Also I should note that she's not housed with Shoebox yet as she's only a week into her 3 week quarantine


----------



## Seafolly (Mar 13, 2012)

Inbred is only a problem if the parents have unhealthy recessives. Which...sounds possible here.

I'm not too sure what you mean (a link to a YouTube clip would help!) but just by the description I wonder if she might have an irritant in her ear/s. I'm just musing here.


----------



## Shoebox (Jul 23, 2015)

I'm working on getting a video uploaded, it keeps freezing at "pending upload"...
Imagine almost like a powerful sneeze but without the actual sneeze just the head movement.. As for her general movement the word 'skittery' comes to mind although I'm not sure that's even a real word lol..
Also it seems to happen more often when she's running, digging, or doing anything exciting

The idea of it being an irritant has crossed my mind but a section of her cage at one point (before she tore up the cardboard barrier holding the paper fluff area in place and made a huge mess) had nothing but newspaper on the bottom and she still did it.
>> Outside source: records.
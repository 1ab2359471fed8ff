// src/services/suggestion_service.rs

use std::{collections::HashMap, sync::Arc};

use chrono::NaiveDate;
use rust_decimal::Decimal;

use crate::{
    common::{collation::compare_names, error::AppError},
    db::{ActivityStore, ProductStore},
    models::{
        activity::{ActivityAction, NewActivity},
        product::Product,
        suggestion::*,
    },
    services::stock::{self, ExpiryState, StockLevel},
};

// ---
// Entry constructors
// ---

fn low_stock_entry(product: Product, level: StockLevel) -> Suggestion {
    let out_of_stock = level == StockLevel::OutOfStock;
    Suggestion {
        badge: product.stock_badge(),
        product,
        category: (if out_of_stock { CATEGORY_OUT_OF_STOCK } else { CATEGORY_LOW_STOCK }).to_string(),
        kind: SuggestionType::LowStock,
        color: if out_of_stock { SuggestionColor::Red } else { SuggestionColor::Yellow },
        alert_text: (if out_of_stock { ALERT_OUT_OF_STOCK } else { ALERT_LOW_STOCK }).to_string(),
        alert_icon: (if out_of_stock { ICON_OUT_OF_STOCK } else { ICON_LOW_STOCK }).to_string(),
        button_text: BUTTON_BUY.to_string(),
        is_expired: None,
        days_left: None,
    }
}

/// Rewrites an entry as expired. The badge keeps the stock format.
fn mark_expired(entry: &mut Suggestion) {
    entry.category = CATEGORY_EXPIRED.to_string();
    entry.kind = SuggestionType::Expired;
    entry.color = SuggestionColor::Red;
    entry.alert_text = ALERT_EXPIRED.to_string();
    entry.alert_icon = ICON_EXPIRED.to_string();
    entry.button_text = BUTTON_BUY_AND_DISCARD.to_string();
    entry.is_expired = Some(true);
}

fn expired_entry(product: Product) -> Suggestion {
    let mut entry = low_stock_entry(product, StockLevel::LowStock);
    mark_expired(&mut entry);
    entry
}

fn expiring_entry(product: Product, days_left: i64) -> Suggestion {
    Suggestion {
        product,
        category: CATEGORY_EXPIRING.to_string(),
        kind: SuggestionType::Expiring,
        color: SuggestionColor::Orange,
        badge: format!("{} hari lagi", days_left),
        alert_text: ALERT_EXPIRING.to_string(),
        alert_icon: ICON_EXPIRING.to_string(),
        button_text: BUTTON_USE.to_string(),
        is_expired: None,
        days_left: Some(days_left),
    }
}

// ---
// Aggregation
// ---

/// Builds the shopping list of one user from a snapshot of their products.
///
/// Each product yields at most one entry. Low stock seeds the list, expired
/// entries override or join it, and expiring-soon products are only added when
/// nothing else claimed them. The result is ordered expired, low stock,
/// expiring, then by name.
pub fn build_suggestions(products: &[Product], today: NaiveDate) -> SuggestionReport {
    let mut merged: HashMap<i64, Suggestion> = HashMap::with_capacity(products.len());

    for product in products {
        let level = stock::product_stock_level(product);
        if level.needs_restock() {
            merged.insert(product.id, low_stock_entry(product.clone(), level));
        }
    }

    for product in products {
        if let ExpiryState::Expired { .. } = stock::product_expiry_state(product, today) {
            match merged.get_mut(&product.id) {
                Some(existing) => mark_expired(existing),
                None => {
                    merged.insert(product.id, expired_entry(product.clone()));
                }
            }
        }
    }

    for product in products {
        if let ExpiryState::ExpiringSoon { days_left } = stock::product_expiry_state(product, today) {
            merged
                .entry(product.id)
                .or_insert_with(|| expiring_entry(product.clone(), days_left));
        }
    }

    let mut suggestions: Vec<Suggestion> = merged.into_values().collect();
    suggestions.sort_by(|a, b| {
        a.kind
            .priority()
            .cmp(&b.kind.priority())
            .then_with(|| compare_names(&a.product.name, &b.product.name))
            .then_with(|| a.product.id.cmp(&b.product.id))
    });

    let stats = summarize(&suggestions);
    SuggestionReport { suggestions, stats }
}

/// Counts over the already deduplicated list.
pub fn summarize(suggestions: &[Suggestion]) -> SuggestionStats {
    let mut stats = SuggestionStats {
        total_count: suggestions.len(),
        ..SuggestionStats::default()
    };
    for entry in suggestions {
        match entry.kind {
            SuggestionType::Expired => stats.expired_count += 1,
            SuggestionType::LowStock if entry.product.stock_quantity <= Decimal::ZERO => {
                stats.out_of_stock_count += 1
            }
            SuggestionType::LowStock => stats.low_stock_count += 1,
            SuggestionType::Expiring => stats.expiring_count += 1,
        }
    }
    stats
}

// ---
// Service
// ---

#[derive(Clone)]
pub struct SuggestionService {
    products: Arc<dyn ProductStore>,
    activity: Arc<dyn ActivityStore>,
}

impl SuggestionService {
    pub fn new(products: Arc<dyn ProductStore>, activity: Arc<dyn ActivityStore>) -> Self {
        Self { products, activity }
    }

    pub async fn get_suggestions(
        &self,
        user_id: i64,
        today: NaiveDate,
    ) -> Result<SuggestionReport, AppError> {
        let products = self.products.list_for_user(user_id).await?;
        Ok(build_suggestions(&products, today))
    }

    pub async fn approve(
        &self,
        user_id: i64,
        payload: ApproveSuggestionPayload,
    ) -> Result<Product, AppError> {
        let (product_id, kind, action) = payload.into_action()?;

        let updated = match action {
            ApprovalAction::Restock { new_stock, expiry_date } => {
                self.products
                    .restock(user_id, product_id, new_stock, expiry_date)
                    .await?
            }
            ApprovalAction::UseUp => {
                self.products
                    .set_stock(user_id, product_id, Decimal::ZERO)
                    .await?
            }
        }
        .ok_or(AppError::ProductNotFound)?;

        tracing::info!(
            user_id,
            product_id,
            kind = kind.as_str(),
            "suggestion approved"
        );

        let description = match action {
            ApprovalAction::Restock { new_stock, .. } => format!(
                "Membeli {} (stok baru {})",
                updated.name,
                new_stock.normalize()
            ),
            ApprovalAction::UseUp => format!("Menggunakan {} sebelum kadaluarsa", updated.name),
        };
        let entry = NewActivity::new(Some(user_id), ActivityAction::SuggestionApprove, description)
            .with_entity(updated.id);
        if let Err(e) = self.activity.record(entry).await {
            tracing::warn!("Failed to record activity: {}", e);
        }

        Ok(updated)
    }
}
// src/services/auth.rs

use std::sync::Arc;

use bcrypt::{hash, verify};
use chrono::{Duration, Utc};
use jsonwebtoken::{decode, encode, DecodingKey, EncodingKey, Header, Validation};

use crate::{
    common::error::AppError,
    db::{ActivityStore, UserRepository},
    models::{
        activity::{ActivityAction, NewActivity},
        auth::{Claims, User},
    },
};

#[derive(Clone)]
pub struct AuthService {
    user_repo: UserRepository,
    activity: Arc<dyn ActivityStore>,
    keys: TokenKeys,
}

impl AuthService {
    pub fn new(user_repo: UserRepository, activity: Arc<dyn ActivityStore>, keys: TokenKeys) -> Self {
        Self { user_repo, activity, keys }
    }

    pub async fn register_user(
        &self,
        name: &str,
        email: &str,
        password: &str,
    ) -> Result<String, AppError> {
        // bcrypt runs on the blocking pool
        let password_clone = password.to_owned();
        let hashed_password = tokio::task::spawn_blocking(move || {
            hash(&password_clone, bcrypt::DEFAULT_COST)
        })
        .await
        .map_err(|e| anyhow::anyhow!("Hashing task failed: {}", e))??;

        let new_user = self
            .user_repo
            .create_user(name.trim(), &email.trim().to_lowercase(), &hashed_password)
            .await?;

        tracing::info!(user_id = new_user.id, "user registered");
        self.log(NewActivity::new(
            Some(new_user.id),
            ActivityAction::Register,
            format!("Pendaftaran akun {}", new_user.email),
        ))
        .await;

        self.keys.create_token(&new_user)
    }

    pub async fn login_user(&self, email: &str, password: &str) -> Result<String, AppError> {
        let user = self
            .user_repo
            .find_by_email(email.trim())
            .await?
            .ok_or(AppError::InvalidCredentials)?;

        let password_clone = password.to_owned();
        let password_hash_clone = user.password_hash.clone();
        let is_password_valid = tokio::task::spawn_blocking(move || {
            verify(&password_clone, &password_hash_clone)
        })
        .await
        .map_err(|e| anyhow::anyhow!("Password verification task failed: {}", e))??;

        if !is_password_valid {
            return Err(AppError::InvalidCredentials);
        }
        if !user.is_active {
            return Err(AppError::AccountDisabled);
        }

        tracing::info!(user_id = user.id, "user logged in");
        self.log(NewActivity::new(
            Some(user.id),
            ActivityAction::Login,
            format!("Login {}", user.email),
        ))
        .await;

        self.keys.create_token(&user)
    }

    /// Resolves a bearer token to an active user.
    pub async fn validate_token(&self, token: &str) -> Result<User, AppError> {
        let claims = self.keys.decode_token(token)?;

        let user = self
            .user_repo
            .find_by_id(claims.sub)
            .await?
            .ok_or(AppError::InvalidToken)?;

        if !user.is_active {
            return Err(AppError::AccountDisabled);
        }
        Ok(user)
    }

    async fn log(&self, entry: NewActivity) {
        if let Err(e) = self.activity.record(entry).await {
            tracing::warn!("Failed to record activity: {}", e);
        }
    }
}

// ---
// Token signing
// ---

/// HS256 secret plus token lifetime.
#[derive(Clone)]
pub struct TokenKeys {
    secret: String,
    ttl: Duration,
}

impl TokenKeys {
    pub fn new(secret: impl Into<String>, ttl: Duration) -> Self {
        Self {
            secret: secret.into(),
            ttl,
        }
    }

    pub fn create_token(&self, user: &User) -> Result<String, AppError> {
        let now = Utc::now();
        let claims = Claims {
            sub: user.id,
            role: user.role,
            exp: (now + self.ttl).timestamp() as usize,
            iat: now.timestamp() as usize,
        };
        self.sign(&claims)
    }

    fn sign(&self, claims: &Claims) -> Result<String, AppError> {
        Ok(encode(
            &Header::default(),
            claims,
            &EncodingKey::from_secret(self.secret.as_ref()),
        )?)
    }

    /// Any decoding failure (bad signature, malformed, expired) is an invalid token.
    pub fn decode_token(&self, token: &str) -> Result<Claims, AppError> {
        decode::<Claims>(
            token,
            &DecodingKey::from_secret(self.secret.as_ref()),
            &Validation::default(),
        )
        .map(|data| data.claims)
        .map_err(|_| AppError::InvalidToken)
    }
}
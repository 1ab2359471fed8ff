// src/common/pagination.rs

use serde::{Deserialize, Serialize};

use crate::common::thresholds::{DEFAULT_PAGE_SIZE, MAX_PAGE_SIZE};

/// Page and limit as they arrive on the query string, before clamping.
#[derive(Debug, Clone, Copy, Default, Deserialize)]
pub struct PageParams {
    pub page: Option<i64>,
    pub limit: Option<i64>,
}

impl PageParams {
    pub fn page(&self) -> i64 {
        self.page.unwrap_or(1).max(1)
    }

    pub fn limit(&self) -> i64 {
        self.limit.unwrap_or(DEFAULT_PAGE_SIZE).clamp(1, MAX_PAGE_SIZE)
    }

    pub fn offset(&self) -> i64 {
        self.page().saturating_sub(1).saturating_mul(self.limit())
    }
}

#[derive(Debug, Clone, Serialize)]
#[serde(rename_all = "camelCase")]
pub struct Page<T> {
    pub items: Vec<T>,
    pub page: i64,
    pub limit: i64,
    pub total: i64,
    pub total_pages: i64,
}

impl<T> Page<T> {
    /// Builds a page from one already-fetched slice of rows and the full row count.
    pub fn new(items: Vec<T>, params: PageParams, total: i64) -> Self {
        let limit = params.limit();
        Self {
            items,
            page: params.page(),
            limit,
            total,
            total_pages: total.saturating_add(limit - 1) / limit,
        }
    }

    /// Cuts one page out of a complete in-memory list.
    pub fn from_vec(all: Vec<T>, params: PageParams) -> Self {
        let total = all.len() as i64;
        let items = all
            .into_iter()
            .skip(usize::try_from(params.offset()).unwrap_or(usize::MAX))
            .take(params.limit() as usize)
            .collect();
        Self::new(items, params, total)
    }

    pub fn map<U>(self, f: impl FnMut(T) -> U) -> Page<U> {
        Page {
            items: self.items.into_iter().map(f).collect(),
            page: self.page,
            limit: self.limit,
            total: self.total,
            total_pages: self.total_pages,
        }
    }
}

#[cfg(test)]
mod tests {
    use super::*;

    fn params(page: i64, limit: i64) -> PageParams {
        PageParams { page: Some(page), limit: Some(limit) }
    }

    #[test]
    fn params_are_clamped() {
        let p = PageParams { page: Some(0), limit: Some(500) };
        assert_eq!(p.page(), 1);
        assert_eq!(p.limit(), MAX_PAGE_SIZE);

        let defaults = PageParams::default();
        assert_eq!(defaults.page(), 1);
        assert_eq!(defaults.limit(), DEFAULT_PAGE_SIZE);
        assert_eq!(defaults.offset(), 0);
    }

    #[test]
    fn from_vec_cuts_requested_page() {
        let page = Page::from_vec((1..=25).collect::<Vec<_>>(), params(3, 10));
        assert_eq!(page.items, vec![21, 22, 23, 24, 25]);
        assert_eq!(page.total, 25);
        assert_eq!(page.total_pages, 3);
    }

    #[test]
    fn page_past_the_end_is_empty() {
        let page = Page::from_vec(vec![1, 2, 3], params(5, 2));
        assert!(page.items.is_empty());
        assert_eq!(page.total_pages, 2);
    }

    #[test]
    fn huge_page_number_yields_an_empty_page() {
        let p = params(i64::MAX, 100);
        assert_eq!(p.offset(), i64::MAX);

        let page = Page::from_vec(vec![1, 2, 3], p);
        assert!(page.items.is_empty());
        assert_eq!(page.page, i64::MAX);
        assert_eq!(page.total_pages, 1);
    }

    #[test]
    fn empty_list_has_zero_pages() {
        let page: Page<i32> = Page::from_vec(Vec::new(), PageParams::default());
        assert_eq!(page.total, 0);
        assert_eq!(page.total_pages, 0);
    }
}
I've also watched her do it quite close up and it doesn't look like anything is bothering her


----------



## SarahC (Oct 3, 2008)

if it's where the mouse is sort of vibrating with the skin on the body twitching as well it's normal especially in lively fit mice.


----------



## Agoutigoo (Nov 8, 2013)

Is it like this?
Not my video




Mine sometimes do this. Commonly it's called popcorning and is a behaviour seen in lots of species rats mice guineapigs etc.


----------



## Shoebox (Jul 23, 2015)

It's just like the video! I am so happy right now lol thanks all of you so much! I'm inexperienced with mice (evidently lol) and she's starting to look kinda chunky. I was worried about whether an impaired mouse would be able to care for her young


----------